Когда Брускин жил в Советском Союзе, ему казалось, что советская власть, как власть фараонов, продлится несколько тысяч лет: “Мне хотелось взглянуть на мифологическое пространство, в котором я обитал, со стороны”. Брускин поясняет: его привлекала мерцающая авторская позиция – с одной стороны, бесстрастного исследователя, а с другой – представителя таинственного изучаемого народа.
Его идея “…заключалась в том, чтобы послать весть человеку будущего… однако история приготовила нам сюрприз: исторический волшебник взмахнул палочкой, и коммунистическая пирамида рухнула в России в мгновение ока.

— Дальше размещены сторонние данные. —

//! Envelope — the universal message on the broker WebSocket wire.
//!
//! DESIGN
//! ======
//! Every frame exchanged with the broker is one JSON `Envelope`, tagged by
//! `op`. Clients send `subscribe`/`unsubscribe`/`publish`; the broker sends
//! `message` deliveries and `error` reports. Payloads are opaque
//! `serde_json::Value` at this layer — the broker routes on topic and never
//! needs to understand command internals to fan them out.

use serde::{Deserialize, Serialize};

use crate::ParseError;

/// Delivery guarantee requested for a publish.
///
/// Avatar/position traffic is `AtMostOnce` (loss is superseded by the next
/// periodic update). Drawing commands are `AtLeastOnce`; duplicates are
/// handled by idempotent application on ingest.
#[derive(Debug, Clone, Copy, Default, PartialEq, Eq, Serialize, Deserialize)]
#[serde(rename_all = "snake_case")]
pub enum Qos {
    #[default]
    AtMostOnce,
    AtLeastOnce,
}

/// One message on the broker wire.
#[derive(Debug, Clone, PartialEq, Serialize, Deserialize)]
#[serde(tag = "op", rename_all = "snake_case")]
pub enum Envelope {
    /// Register interest in a topic. May use the `+` wildcard.
    Subscribe { topic: String },
    Unsubscribe { topic: String },
    /// Client-originated traffic for one concrete topic.
    Publish {
        topic: String,
        #[serde(default)]
        qos: Qos,
        payload: serde_json::Value,
    },
    /// Broker → subscriber delivery.
    Message { topic: String, payload: serde_json::Value },
    /// Broker → client failure report for one inbound envelope.
    Error { code: String, message: String },
}

impl Envelope {
    /// Decode an envelope from wire text.
    ///
    /// # Errors
    ///
    /// Returns [`ParseError`] for malformed JSON or an unknown `op`.
    pub fn decode(text: &str) -> Result<Self, ParseError> {
        Ok(serde_json::from_str(text)?)
    }

    /// Encode for the wire. Infallible for the types this enum carries;
    /// falls back to an empty object on the (unreachable) serializer error.
    #[must_use]
    pub fn encode(&self) -> String {
        serde_json::to_string(self).unwrap_or_else(|_| "{}".to_string())
    }

    /// Build an error envelope from a typed error.
    #[must_use]
    pub fn error_from(err: &(impl ErrorCode + ?Sized)) -> Self {
        Self::Error { code: err.error_code().to_string(), message: err.to_string() }
    }
}

/// Grepable error code for structured error envelopes.
pub trait ErrorCode: std::fmt::Display {
    fn error_code(&self) -> &'static str;
}
use super::*;
use crate::state::test_helpers;
use protocol::command::ChunkPos;
use serde_json::json;
use tokio::time::{Duration, timeout};

async fn recv_delivery(rx: &mut mpsc::Receiver<Envelope>) -> Envelope {
    timeout(Duration::from_millis(500), rx.recv())
        .await
        .expect("delivery timed out")
        .expect("delivery channel closed unexpectedly")
}

async fn assert_no_delivery(rx: &mut mpsc::Receiver<Envelope>) {
    assert!(
        timeout(Duration::from_millis(80), rx.recv()).await.is_err(),
        "expected no delivery"
    );
}

fn publish_text(topic: &str, qos: Qos, payload: serde_json::Value) -> String {
    Envelope::Publish { topic: topic.into(), qos, payload }.encode()
}

fn add_payload(position: [f32; 3]) -> serde_json::Value {
    json!({"add": {"object": {
        "tool": "brush",
        "transform": {"position": position, "rotation": [0.0, 0.0, 0.0, 1.0], "scale": [1.0, 1.0, 1.0]},
        "props": {"color": "#004488"},
    }}})
}

fn avatar_payload(client_id: &str, mural: u32) -> serde_json::Value {
    json!({"clientID": client_id, "x": 0.5, "y": 1.6, "z": -0.25, "username": "ada", "muralId": mural})
}

// =============================================================================
// COMMAND PATH
// =============================================================================

#[tokio::test]
async fn command_publish_persists_and_fans_out_to_all_including_sender() {
    let (state, _dir) = test_helpers::test_app_state(&[1]);
    let (sender_conn, mut sender_rx) = test_helpers::attach_subscriber(&state, &["mural_1/broadcast"]).await;
    let (_, mut peer_rx) = test_helpers::attach_subscriber(&state, &["mural_1/broadcast"]).await;

    let text = publish_text("mural_1/cmd/c1", Qos::AtLeastOnce, add_payload([0.4, 0.4, 0.0]));
    let replies = handle_envelope(&state, sender_conn, &text).await;
    assert!(replies.is_empty(), "unexpected error replies: {replies:?}");

    for rx in [&mut sender_rx, &mut peer_rx] {
        let Envelope::Message { topic, payload } = recv_delivery(rx).await else {
            panic!("expected message delivery");
        };
        assert_eq!(topic, "mural_1/broadcast");
        let command = Command::from_value(payload).unwrap();
        let Command::Add(add) = command else { panic!("expected add") };
        assert!(!add.object.id.is_nil(), "broadcast must carry the assigned id");
    }

    assert_eq!(state.store.get(1, ChunkPos::new(0, 0)).unwrap().len(), 1);
}

#[tokio::test]
async fn malformed_command_is_dropped_with_parse_error() {
    let (state, _dir) = test_helpers::test_app_state(&[1]);
    let (conn, mut rx) = test_helpers::attach_subscriber(&state, &["mural_1/broadcast"]).await;

    let text = publish_text("mural_1/cmd/c1", Qos::AtLeastOnce, json!({"warp": {}}));
    let replies = handle_envelope(&state, conn, &text).await;

    assert!(matches!(&replies[..], [Envelope::Error { code, .. }] if code == "E_PARSE"));
    assert_no_delivery(&mut rx).await;
    assert!(state.store.fetch_mural(1).unwrap().is_empty());
}

#[tokio::test]
async fn inconsistent_delete_is_dropped_with_error() {
    let (state, _dir) = test_helpers::test_app_state(&[1]);
    let (conn, mut rx) = test_helpers::attach_subscriber(&state, &["mural_1/broadcast"]).await;

    let payload = json!({"delete": {"id": uuid::Uuid::new_v4(), "chunk": {"x": 0, "y": 0}}});
    let replies = handle_envelope(&state, conn, &publish_text("mural_1/cmd/c1", Qos::AtLeastOnce, payload)).await;

    assert!(matches!(&replies[..], [Envelope::Error { code, .. }] if code == "E_CONSISTENCY"));
    assert_no_delivery(&mut rx).await;
}

#[tokio::test]
async fn unknown_mural_publish_is_rejected() {
    let (state, _dir) = test_helpers::test_app_state(&[1]);
    let conn = uuid::Uuid::new_v4();

    let text = publish_text("mural_9/cmd/c1", Qos::AtLeastOnce, add_payload([0.0, 0.0, 0.0]));
    let replies = handle_envelope(&state, conn, &text).await;
    assert!(matches!(&replies[..], [Envelope::Error { code, .. }] if code == "E_UNKNOWN_MURAL"));
}

#[tokio::test]
async fn client_cannot_publish_to_broadcast_topic() {
    let (state, _dir) = test_helpers::test_app_state(&[1]);
    let replies = handle_envelope(
        &state,
        uuid::Uuid::new_v4(),
        &publish_text("mural_1/broadcast", Qos::AtLeastOnce, json!({})),
    )
    .await;
    assert!(matches!(&replies[..], [Envelope::Error { code, .. }] if code == "E_TOPIC"));
}

#[tokio::test]
async fn invalid_json_yields_parse_error() {
    let (state, _dir) = test_helpers::test_app_state(&[1]);
    let replies = handle_envelope(&state, uuid::Uuid::new_v4(), "{not json").await;
    assert!(matches!(&replies[..], [Envelope::Error { code, .. }] if code == "E_PARSE"));
}

// =============================================================================
// AVATAR PATH
// =============================================================================

#[tokio::test]
async fn avatar_update_fans_out_without_persisting() {
    let (state, _dir) = test_helpers::test_app_state(&[1]);
    let (sender_conn, _sender_rx) = test_helpers::attach_subscriber(&state, &[]).await;
    let (_, mut watcher_rx) = test_helpers::attach_subscriber(&state, &["mural_1/avatar/+"]).await;

    let text = publish_text("mural_1/avatar/update", Qos::AtMostOnce, avatar_payload("c1", 1));
    let replies = handle_envelope(&state, sender_conn, &text).await;
    assert!(replies.is_empty());

    let Envelope::Message { topic, payload } = recv_delivery(&mut watcher_rx).await else {
        panic!("expected avatar delivery");
    };
    assert_eq!(topic, "mural_1/avatar/update");
    assert_eq!(AvatarData::from_value(payload).unwrap().client_id, "c1");

    assert!(state.store.fetch_mural(1).unwrap().is_empty(), "avatar traffic must not persist");
}

#[tokio::test]
async fn avatar_with_mismatched_mural_is_dropped() {
    let (state, _dir) = test_helpers::test_app_state(&[1, 2]);
    let (_, mut watcher_rx) = test_helpers::attach_subscriber(&state, &["mural_1/avatar/+"]).await;

    // Payload claims mural 2 but rides mural 1's topic.
    let text = publish_text("mural_1/avatar/update", Qos::AtMostOnce, avatar_payload("c1", 2));
    let replies = handle_envelope(&state, uuid::Uuid::new_v4(), &text).await;
    assert!(replies.is_empty());
    assert_no_delivery(&mut watcher_rx).await;
}

#[tokio::test]
async fn avatar_disconnect_reaches_subscribers() {
    let (state, _dir) = test_helpers::test_app_state(&[1]);
    let (_, mut watcher_rx) = test_helpers::attach_subscriber(&state, &["mural_1/avatar/disconnect"]).await;

    let text = publish_text("mural_1/avatar/disconnect", Qos::AtMostOnce, avatar_payload("c1", 1));
    handle_envelope(&state, uuid::Uuid::new_v4(), &text).await;

    let Envelope::Message { topic, .. } = recv_delivery(&mut watcher_rx).await else {
        panic!("expected disconnect delivery");
    };
    assert_eq!(topic, "mural_1/avatar/disconnect");
}

// =============================================================================
// OVERFLOW
// =============================================================================

/// Stuff a subscriber's delivery queue to capacity without draining it.
async fn fill_queue(state: &AppState, conn_id: uuid::Uuid) {
    let tx = state.subscribers.read().await.get(&conn_id).unwrap().tx.clone();
    for _ in 0..state.config.subscriber_queue {
        tx.try_send(Envelope::Message {
            topic: "mural_1/broadcast".into(),
            payload: serde_json::json!({}),
        })
        .unwrap();
    }
}

#[tokio::test]
async fn lagging_subscriber_is_dropped_rather_than_missing_a_mutation() {
    let (state, _dir) = test_helpers::test_app_state(&[1]);
    let (laggard, mut laggard_rx) = test_helpers::attach_subscriber(&state, &["mural_1/broadcast"]).await;
    let (_, mut healthy_rx) = test_helpers::attach_subscriber(&state, &["mural_1/broadcast"]).await;
    fill_queue(&state, laggard).await;

    let text = publish_text("mural_1/cmd/c1", Qos::AtLeastOnce, add_payload([0.4, 0.4, 0.0]));
    let replies = handle_envelope(&state, uuid::Uuid::new_v4(), &text).await;
    assert!(replies.is_empty(), "unexpected error replies: {replies:?}");

    // The mutation persisted and reached the healthy subscriber.
    assert!(matches!(recv_delivery(&mut healthy_rx).await, Envelope::Message { .. }));
    assert_eq!(state.store.get(1, ChunkPos::new(0, 0)).unwrap().len(), 1);

    // The laggard was disconnected, never left holding a silent gap: its
    // channel closes after the already-queued backlog drains.
    assert!(!state.subscribers.read().await.contains_key(&laggard));
    for _ in 0..state.config.subscriber_queue {
        assert!(laggard_rx.recv().await.is_some());
    }
    assert!(laggard_rx.recv().await.is_none());
}

#[tokio::test]
async fn best_effort_overflow_keeps_the_subscriber() {
    let (state, _dir) = test_helpers::test_app_state(&[1]);
    let (conn, _rx) = test_helpers::attach_subscriber(&state, &["mural_1/avatar/+"]).await;
    fill_queue(&state, conn).await;

    let text = publish_text("mural_1/avatar/update", Qos::AtMostOnce, avatar_payload("c1", 1));
    let replies = handle_envelope(&state, uuid::Uuid::new_v4(), &text).await;
    assert!(replies.is_empty());

    // Position loss is superseded by the next update; the connection stays.
    assert!(state.subscribers.read().await.contains_key(&conn));
}

// =============================================================================
// SUBSCRIPTIONS
// =============================================================================

#[tokio::test]
async fn subscribe_then_unsubscribe_controls_delivery() {
    let (state, _dir) = test_helpers::test_app_state(&[1]);
    let (conn, mut rx) = test_helpers::attach_subscriber(&state, &[]).await;

    handle_envelope(&state, conn, &Envelope::Subscribe { topic: "mural_1/broadcast".into() }.encode()).await;
    broadcast(&state, "mural_1/broadcast", json!({"n": 1}), Qos::AtLeastOnce).await;
    assert!(matches!(recv_delivery(&mut rx).await, Envelope::Message { .. }));

    handle_envelope(&state, conn, &Envelope::Unsubscribe { topic: "mural_1/broadcast".into() }.encode()).await;
    broadcast(&state, "mural_1/broadcast", json!({"n": 2}), Qos::AtLeastOnce).await;
    assert_no_delivery(&mut rx).await;
}

#[tokio::test]
async fn subscribe_to_unknown_mural_is_rejected() {
    let (state, _dir) = test_helpers::test_app_state(&[1]);
    let (conn, _rx) = test_helpers::attach_subscriber(&state, &[]).await;

    let replies =
        handle_envelope(&state, conn, &Envelope::Subscribe { topic: "mural_7/broadcast".into() }.encode()).await;
    assert!(matches!(&replies[..], [Envelope::Error { code, .. }] if code == "E_UNKNOWN_MURAL"));
}

#[tokio::test]
async fn cross_mural_subscription_receives_nothing() {
    let (state, _dir) = test_helpers::test_app_state(&[1, 2]);
    let (sender, mut rx_one) = test_helpers::attach_subscriber(&state, &["mural_1/broadcast"]).await;
    let (_, mut rx_two) = test_helpers::attach_subscriber(&state, &["mural_2/broadcast"]).await;

    let text = publish_text("mural_1/cmd/c1", Qos::AtLeastOnce, add_payload([0.1, 0.1, 0.0]));
    handle_envelope(&state, sender, &text).await;

    assert!(matches!(recv_delivery(&mut rx_one).await, Envelope::Message { .. }));
    assert_no_delivery(&mut rx_two).await;
}

// =============================================================================
// SOCKET ROUND TRIP
// =============================================================================

#[tokio::test]
async fn ws_round_trip_over_real_socket() {
    use futures::{SinkExt, StreamExt};
    use tokio_tungstenite::tungstenite;

    let (state, _dir) = test_helpers::test_app_state(&[1]);
    let app = crate::routes::app(state);
    let listener = tokio::net::TcpListener::bind("127.0.0.1:0").await.unwrap();
    let addr = listener.local_addr().unwrap();
    tokio::spawn(async move {
        axum::serve(listener, app).await.unwrap();
    });

    let (mut ws, _) = tokio_tungstenite::connect_async(format!("ws://{addr}/ws"))
        .await
        .expect("ws connect");

    let subscribe = Envelope::Subscribe { topic: "mural_1/broadcast".into() }.encode();
    ws.send(tungstenite::Message::Text(subscribe.into())).await.unwrap();

    let publish = publish_text("mural_1/cmd/c1", Qos::AtLeastOnce, add_payload([0.3, 0.7, 0.0]));
    ws.send(tungstenite::Message::Text(publish.into())).await.unwrap();

    let delivered = timeout(Duration::from_secs(2), async {
        loop {
            let msg = ws.next().await.expect("socket closed").expect("socket error");
            if let tungstenite::Message::Text(text) = msg {
                if let Ok(Envelope::Message { topic, payload }) = Envelope::decode(text.as_str()) {
                    return (topic, payload);
                }
            }
        }
    })
    .await
    .expect("no broadcast within deadline");

    assert_eq!(delivered.0, "mural_1/broadcast");
    let Command::Add(add) = Command::from_value(delivered.1).unwrap() else {
        panic!("expected add");
    };
    assert!(!add.object.id.is_nil());
}
//! Topic naming and pattern matching for the pub-sub transport.
//!
//! DESIGN
//! ======
//! Topics are slash-separated and namespaced by mural:
//!
//! - `mural_{id}/cmd/{clientId}` — drawing commands, client → server
//! - `mural_{id}/broadcast`      — state fan-out, server → clients
//! - `mural_{id}/avatar/update`  — ~10 Hz position traffic
//! - `mural_{id}/avatar/disconnect` — explicit leave notice
//!
//! Matching is segment-wise with `+` as a single-segment wildcard, so
//! `mural_1/cmd/+` matches commands from any client of mural 1 and can never
//! match `mural_11/...` — mural namespaces are disjoint by construction.

/// Single-segment wildcard usable in subscription patterns.
pub const WILDCARD: &str = "+";

/// Inbound command topic for one client of one mural.
#[must_use]
pub fn cmd(mural: u32, client_id: &str) -> String {
    format!("mural_{mural}/cmd/{client_id}")
}

/// Broadcast topic carrying authoritative state for one mural.
#[must_use]
pub fn broadcast(mural: u32) -> String {
    format!("mural_{mural}/broadcast")
}

/// Avatar position topic for one mural.
#[must_use]
pub fn avatar_update(mural: u32) -> String {
    format!("mural_{mural}/avatar/update")
}

/// Explicit-leave topic for one mural.
#[must_use]
pub fn avatar_disconnect(mural: u32) -> String {
    format!("mural_{mural}/avatar/disconnect")
}

// =============================================================================
// PARSING
// =============================================================================

/// A concrete (wildcard-free) topic, classified.
#[derive(Debug, Clone, PartialEq, Eq)]
pub enum Topic {
    Cmd { mural: u32, client_id: String },
    Broadcast { mural: u32 },
    AvatarUpdate { mural: u32 },
    AvatarDisconnect { mural: u32 },
}

impl Topic {
    /// Classify a raw topic string.
    ///
    /// # Errors
    ///
    /// Returns [`TopicError`] for anything outside the four recognized forms.
    pub fn parse(raw: &str) -> Result<Self, TopicError> {
        let err = || TopicError(raw.to_string());
        let mut segments = raw.split('/');

        let head = segments.next().ok_or_else(err)?;
        let mural: u32 = head.strip_prefix("mural_").ok_or_else(err)?.parse().map_err(|_| err())?;

        let topic = match (segments.next(), segments.next(), segments.next()) {
            (Some("cmd"), Some(client_id), None) if !client_id.is_empty() => {
                Self::Cmd { mural, client_id: client_id.to_string() }
            }
            (Some("broadcast"), None, None) => Self::Broadcast { mural },
            (Some("avatar"), Some("update"), None) => Self::AvatarUpdate { mural },
            (Some("avatar"), Some("disconnect"), None) => Self::AvatarDisconnect { mural },
            _ => return Err(err()),
        };
        Ok(topic)
    }

    /// Mural this topic belongs to.
    #[must_use]
    pub fn mural(&self) -> u32 {
        match self {
            Self::Cmd { mural, .. }
            | Self::Broadcast { mural }
            | Self::AvatarUpdate { mural }
            | Self::AvatarDisconnect { mural } => *mural,
        }
    }
}

#[derive(Debug, thiserror::Error)]
#[error("unrecognized topic: {0:?}")]
pub struct TopicError(String);

impl crate::envelope::ErrorCode for TopicError {
    fn error_code(&self) -> &'static str {
        "E_TOPIC"
    }
}

// =============================================================================
// MATCHING
// =============================================================================

/// Segment-wise topic matching; `+` in the pattern matches exactly one
/// segment. No multi-level wildcard exists.
#[must_use]
pub fn matches(pattern: &str, topic: &str) -> bool {
    let mut pattern_segments = pattern.split('/');
    let mut topic_segments = topic.split('/');

    loop {
        match (pattern_segments.next(), topic_segments.next()) {
            (None, None) => return true,
            (Some(p), Some(t)) if p == WILDCARD || p == t => {}
            _ => return false,
        }
    }
}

Круг замкнулся. Я оказался тем самым человеком будущего, то есть получил собственное послание”[154].
В отличие от произведений многих художников соц-артистов, здесь впечатляет серьезное, а не издевательское отношение к артефактам сталинской культуры. По мнению Брускина, искусство той эпохи, скованное сверху донизу идеологическими установками, оказалось тем не менее достаточно мощным и оригинальным. Оно сумело выработать свои каноны, сопоставимые с канонами иконописи средневековой Руси.
Любой канон, считает Брускин, дает возможность либо скольжения по поверхности, либо углубления в суть вещей. Например, иконы: многие из них являются аутентичными шедеврами, но еще большее их количество, следующее тем же канонам, представляет собой всего лишь ремесленные поделки. Но даже и эта “средневековая халтура”, покрываясь патиной веков, со временем входит в общий культурный массив эпохи. То же, в сущности, происходит на наших глазах.